HIVE
Celebrated on both sides of the Atlantic, it’s in the unassuming personality of futurist B-boy Hive that drum and bass finds its mightiest bridge between the UK and the US. His tracks have become staples of virtually all of drum and bass’ legends, from Andy C to Goldie, and make regular appearances on Grooverider’s Radio 1 program--on which Hive’s towering “Neo” spent weeks at number one on the Five Mighty Rollers. Hive’s label Violence has registered sales comparable to Ram, Renegade Hardware, and Valve. He released a tremendous remix of Goldie’s and Rob Playford’s “The Shadow” for Moving Shadow. Metalheadz has invited him to record an e.p. for the label. He’s toured worldwide, completing a month of dates in New Zealand and Australia in the fall of 2002, preceded by a month in the UK and Europe, which included a guest appearance for the Valve Soundsystem. No American has gained such complete entree into the heart of drum and bass.
Hive came of age as a drum and bass producer in the late 90s, but he’s long been active in underground music, with roots that extend deep into underground hip hop, embodied in a string of iconoclastic releases and credits that include recording O.D.’s “Beneath the Surface” album, followed soon thereafter by his own first album “Working with Sound,” released on his own Mandala imprint. The album was largely centered around jazz-inflected instrumental hip hop, but glimmers of drum and bass flickering across the surface anticipated his forthcoming artistic development. It was on the strength of this album that London/FFRR signed him to an album deal. In 1998 he released “Devious Methods,” a hallucinatory fusion of hip hop and drum and bass. Lauded by critics in Urb, Spin, Raygun, Vice, and DJ Times, the album yielded the single “Ultrasonic Sound, which ultimately made its way on to the soundtrack CD for The Matrix, which notched up double platinum sales, surely as much exposure as any drum and bass artist could hope for…and beyond.
Yet beyond is where Hive has gone.

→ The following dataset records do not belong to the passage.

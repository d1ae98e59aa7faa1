use std::sync::Arc;
use tracing::{error, info, warn};

use bfsi_core::config::Settings;
use bfsi_core::data_processor::DataProcessor;
use bfsi_core::traits::Embedder;
use bfsi_embed::get_default_embedder;
use bfsi_match::SimilarityIndex;
use bfsi_slm::Responder;
use bfsi_vector::{DocumentRetriever, IngestReport};

use crate::orchestrator::Components;

/// Construct every component once, in order. A failure in one never stops
/// the others; it only leaves that component out.
pub async fn bootstrap(settings: &Settings) -> Components {
    let embedder: Option<Arc<dyn Embedder>> = match get_default_embedder(&settings.embedding) {
        Ok(embedder) => Some(embedder),
        Err(e) => {
            error!(error = %e, "embedding model unavailable; matcher and retriever disabled");
            None
        }
    };

    let matcher = embedder
        .clone()
        .map(|e| SimilarityIndex::load(&settings.matcher.corpus_path, e, settings.matcher.threshold));

    let retriever = match embedder {
        Some(e) => {
            let retriever = DocumentRetriever::open(&settings.retriever, e).await;
            let processor = DataProcessor::with_min_chunk_chars(settings.retriever.min_chunk_chars);
            match retriever.ingest(&settings.retriever.kb_dir, &processor).await {
                Ok(IngestReport::Ingested { chunks }) => info!(chunks, "knowledge base ingested"),
                Ok(IngestReport::AlreadyPopulated { existing }) => info!(existing, "knowledge base already populated"),
                Ok(IngestReport::Unavailable) => warn!("knowledge base not ingested; store unavailable"),
                Err(e) => warn!(error = %e, "knowledge base ingestion failed"),
            }
            Some(retriever)
        }
        None => None,
    };

    let responder = Some(Responder::load(&settings.responder));

    Components { matcher, retriever, responder }
}
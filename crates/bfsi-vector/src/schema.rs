use arrow_schema::{Schema, Field, DataType};
use std::sync::Arc;

pub fn build_chunk_schema(dim: i32) -> Arc<Schema> {
	Arc::new(Schema::new(vec![
		Field::new("id", DataType::Utf8, false),
		Field::new("text", DataType::Utf8, false),
		Field::new("source", DataType::Utf8, false),
		Field::new("vector", DataType::FixedSizeList(Arc::new(Field::new("item", DataType::Float32, true)), dim), true),
	]))
}

pub fn build_meta_schema() -> Arc<Schema> {
	Arc::new(Schema::new(vec![
		Field::new("key", DataType::Utf8, false),
		Field::new("value", DataType::Utf8, false),
		Field::new("updated_at", DataType::Timestamp(arrow_schema::TimeUnit::Millisecond, None), false),
	]))
}
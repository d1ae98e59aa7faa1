use std::fs;

use bfsi_core::config::Settings;
use bfsi_core::types::{QaEntry, Source};
use bfsi_pipeline::{bootstrap, Orchestrator};
use tempfile::TempDir;

fn settings_in(tmp: &TempDir) -> Settings {
    let mut settings = Settings::default().resolve_paths(tmp.path());
    settings.embedding.use_fake = true;
    settings
}

#[tokio::test]
async fn bootstrap_builds_every_component_from_disk() {
    let tmp = TempDir::new().unwrap();
    let settings = settings_in(&tmp);
    fs::create_dir_all(settings.matcher.corpus_path.parent().unwrap()).unwrap();
    let corpus = vec![QaEntry {
        instruction: "What is the interest rate for a Home Loan?".into(),
        input: String::new(),
        output: "8.5% - 9.5%".into(),
    }];
    fs::write(&settings.matcher.corpus_path, serde_json::to_string(&corpus).unwrap()).unwrap();
    fs::create_dir_all(&settings.retriever.kb_dir).unwrap();
    fs::write(
        settings.retriever.kb_dir.join("charges.txt"),
        "Foreclosure of a personal loan after twelve EMIs attracts a 4% foreclosure charge.",
    )
    .unwrap();

    let components = bootstrap(&settings).await;
    assert!(components.responder.as_ref().is_some_and(|r| r.is_mock()), "no model file, so mock mode");
    let orchestrator = Orchestrator::new(components, settings.retriever.top_k);

    let health = orchestrator.health().components;
    assert!(health.matcher && health.retriever && health.responder);

    let hit = orchestrator.resolve("interest rate for home loan").await;
    assert_eq!(hit.source, Source::Dataset);
    assert_eq!(hit.text, "8.5% - 9.5%");

    let grounded = orchestrator.resolve("personal loan foreclosure charge").await;
    assert_eq!(grounded.source, Source::Rag);
    assert!(grounded.text.contains("personal loan foreclosure charge"));
}

#[tokio::test]
async fn bootstrap_without_data_still_answers() {
    let tmp = TempDir::new().unwrap();
    let orchestrator = Orchestrator::new(bootstrap(&settings_in(&tmp)).await, 2);

    let r = orchestrator.resolve("what is a fixed deposit").await;

    assert_eq!(r.source, Source::Slm);
    assert!(r.text.contains("what is a fixed deposit"));
}
//! The resolution tiers. Each tier either resolves the query or hands a
//! (possibly enriched) draft to the next one.
//!
//! Embedding and generation are CPU-bound, so the tiers run them on the
//! blocking pool and leave the async workers free for other queries.
use async_trait::async_trait;
use std::sync::Arc;
use tracing::{error, info, warn};

use bfsi_core::types::{Resolution, Source};
use bfsi_match::SimilarityIndex;
use bfsi_slm::Responder;
use bfsi_vector::DocumentRetriever;

pub const PERSONA: &str = "You are a helpful BFSI assistant. Use the following context to answer the user's question. If you don't know, say so.";
pub const GENERATION_CONFIDENCE: f32 = 0.5;
pub const GENERATION_ERROR_MESSAGE: &str = "I am currently experiencing high load. Please try again later.";
pub const SYSTEM_ERROR_MESSAGE: &str = "Please ensure backend components are initialized.";

/// State carried from one tier to the next within a single query.
#[derive(Debug, Default, Clone)]
pub struct Draft {
    /// Retrieved grounding chunks, best first.
    pub context: Vec<String>,
}

impl Draft {
    pub fn context_block(&self) -> String { self.context.join("\n") }
}

#[derive(Debug, Clone, PartialEq)]
pub enum Outcome {
    Resolved(Resolution),
    Continue,
}

#[async_trait]
pub trait Tier: Send + Sync {
    fn name(&self) -> &'static str;
    async fn handle(&self, query: &str, draft: &mut Draft) -> Outcome;
}

/// Persona, plus the context block when there is one.
pub fn system_prompt(draft: &Draft) -> String {
    if draft.context.is_empty() {
        PERSONA.to_string()
    } else {
        format!("{PERSONA}\nContext:\n{}", draft.context_block())
    }
}

pub struct DatasetTier { index: Arc<SimilarityIndex> }

impl DatasetTier {
    pub fn new(index: Arc<SimilarityIndex>) -> Self { Self { index } }
}

#[async_trait]
impl Tier for DatasetTier {
    fn name(&self) -> &'static str { "dataset" }

    async fn handle(&self, query: &str, _draft: &mut Draft) -> Outcome {
        let index = Arc::clone(&self.index);
        let query = query.to_string();
        let found = tokio::task::spawn_blocking(move || index.find_match(&query))
            .await
            .map_err(|e| anyhow::anyhow!("dataset lookup task failed: {e}"))
            .and_then(|r| r);
        match found {
            Ok(m) if m.matched => {
                info!(score = m.score, instruction = m.matched_instruction.as_deref().unwrap_or(""), "dataset match found");
                Outcome::Resolved(Resolution {
                    text: m.response.unwrap_or_default(),
                    source: Source::Dataset,
                    confidence: m.score.clamp(0.0, 1.0),
                })
            }
            Ok(m) => {
                info!(score = m.score, "no confident dataset match");
                Outcome::Continue
            }
            Err(e) => {
                warn!(error = %e, "dataset lookup failed");
                Outcome::Continue
            }
        }
    }
}

pub struct RetrievalTier { retriever: Arc<DocumentRetriever>, top_k: usize }

impl RetrievalTier {
    pub fn new(retriever: Arc<DocumentRetriever>, top_k: usize) -> Self { Self { retriever, top_k } }
}

#[async_trait]
impl Tier for RetrievalTier {
    fn name(&self) -> &'static str { "retrieval" }

    async fn handle(&self, query: &str, draft: &mut Draft) -> Outcome {
        if !self.retriever.is_ready() {
            return Outcome::Continue;
        }
        let chunks = self.retriever.retrieve(query, self.top_k).await;
        if !chunks.is_empty() {
            info!(chunks = chunks.len(), "retrieved grounding context");
        }
        draft.context.extend(chunks);
        Outcome::Continue
    }
}

pub struct GenerationTier { responder: Arc<Responder>, max_tokens: usize }

impl GenerationTier {
    pub fn new(responder: Arc<Responder>) -> Self {
        let max_tokens = responder.max_tokens();
        Self { responder, max_tokens }
    }
}

#[async_trait]
impl Tier for GenerationTier {
    fn name(&self) -> &'static str { "generation" }

    async fn handle(&self, query: &str, draft: &mut Draft) -> Outcome {
        let source = if draft.context.is_empty() { Source::Slm } else { Source::Rag };
        let responder = Arc::clone(&self.responder);
        let (system, query, max_tokens) = (system_prompt(draft), query.to_string(), self.max_tokens);
        let generated = tokio::task::spawn_blocking(move || responder.generate(&system, &query, max_tokens))
            .await
            .map_err(|e| anyhow::anyhow!("generation task failed: {e}"))
            .and_then(|r| r);
        match generated {
            Ok(text) => Outcome::Resolved(Resolution { text, source, confidence: GENERATION_CONFIDENCE }),
            Err(e) => {
                error!(error = %e, "generation failed");
                Outcome::Resolved(Resolution {
                    text: GENERATION_ERROR_MESSAGE.to_string(),
                    source: Source::Error,
                    confidence: 0.0,
                })
            }
        }
    }
}
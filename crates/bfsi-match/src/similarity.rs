/// Cosine similarity in [-1, 1]. Zero-norm or mismatched vectors score 0.
pub fn cosine_similarity(a: &[f32], b: &[f32]) -> f32 {
    if a.len() != b.len() {
        return 0.0;
    }
    let dot: f32 = a.iter().zip(b).map(|(x, y)| x * y).sum();
    let norm_a = a.iter().map(|x| x * x).sum::<f32>().sqrt();
    let norm_b = b.iter().map(|x| x * x).sum::<f32>().sqrt();
    if norm_a == 0.0 || norm_b == 0.0 {
        0.0
    } else {
        (dot / (norm_a * norm_b)).clamp(-1.0, 1.0)
    }
}

/// Index and score of the most similar candidate; the first one wins ties.
/// Candidates scoring NaN or infinity are never chosen.
pub fn best_match(query: &[f32], candidates: &[Vec<f32>]) -> Option<(usize, f32)> {
    let mut best: Option<(usize, f32)> = None;
    for (i, candidate) in candidates.iter().enumerate() {
        let score = cosine_similarity(query, candidate);
        if !score.is_finite() {
            continue;
        }
        match best {
            Some((_, s)) if score <= s => {}
            _ => best = Some((i, score)),
        }
    }
    best
}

Concurrent with his album was the establishment of Celestial Recordings. The label was dedicated to exposing underground hip hop and included luminaries Freestyle Fellowship, Awol One, O.D., Fat Jack, and The Shapeshifters alongside Hive’s own tracks. From Celestial sprung Vortex, a label dedicated purely to uncompromising drum and bass. Vortex included releases by Dillinja, Tech Itch, Pieter K, Juju, UFO!, Sage, and of course Hive, and established itself as one of the premier drum and bass labels in the US, improving not only on the sound of American releases, but on the overall package as well, with first rate design, promotion, and DJ support. His “The Raw Uncut” project was a rousing statement for the label, its triple-pack vinyl and eight track CD release gathering new fans both in the US and in the UK, represented most dramatically by Moving Shadow’s licensing of three tunes for Killa Bites 2.
A club night to complement the expanding profile of the label was the next logical step, and Hive and label partner Daddy Kev opened the west coast franchise of New York’s venerable Konkrete Jungle. Named best dance club in L.A. by Rolling Stone magazine, Konkrete Jungle positioned itself as Los Angeles’ premier drum and bass weekly until it closed its doors in 2001.
That same year, Hive and Kev dissolved Vortex, and Hive introduced his most recent label, Violence, which has exploded onto the drum and bass scene with ferocious determination. Featuring releases by Klute, Teebee, John Tejada, Gridlok, Keaton, Echo, Juju, and himself, Hive has steered the label into the vanguard of drum and bass.
Since the inception of the label, Hive’s musical output has grown ever more assertive and daring, personified most clearly by “Neo,” one of 2003’s great anthems. “Neo” has reached into virtually every corner of drum and bass, from dedicated ravers to disaffected breaks aficionados, binding fans of different stripes together in common cause. Hive has also been spending more time in the studio with collaborators, including Keaton of The Usual Suspects. The two of them were responsible “The Plague,” another massive anthem of 2003, released on Hardware. 2004 will see the release of their even more broadly appealing follow-up “Bring it On,” for Violence.
Tough, propulsive, forged out of both the traditional sampled aesthetic and leading sound designs of contemporary drum and bass, the sound of Hive today bears the imprint of an artist searching for new ways to reinterpret the music by his own lights. Neither a retrospective purist, nor a follower of fashion, Hive’s music, his DJing, and his label strike a steely, inspiring balance, hewing closely to a tight creative vision that has propelled him into the forefront of drum and bass wherever it thrives.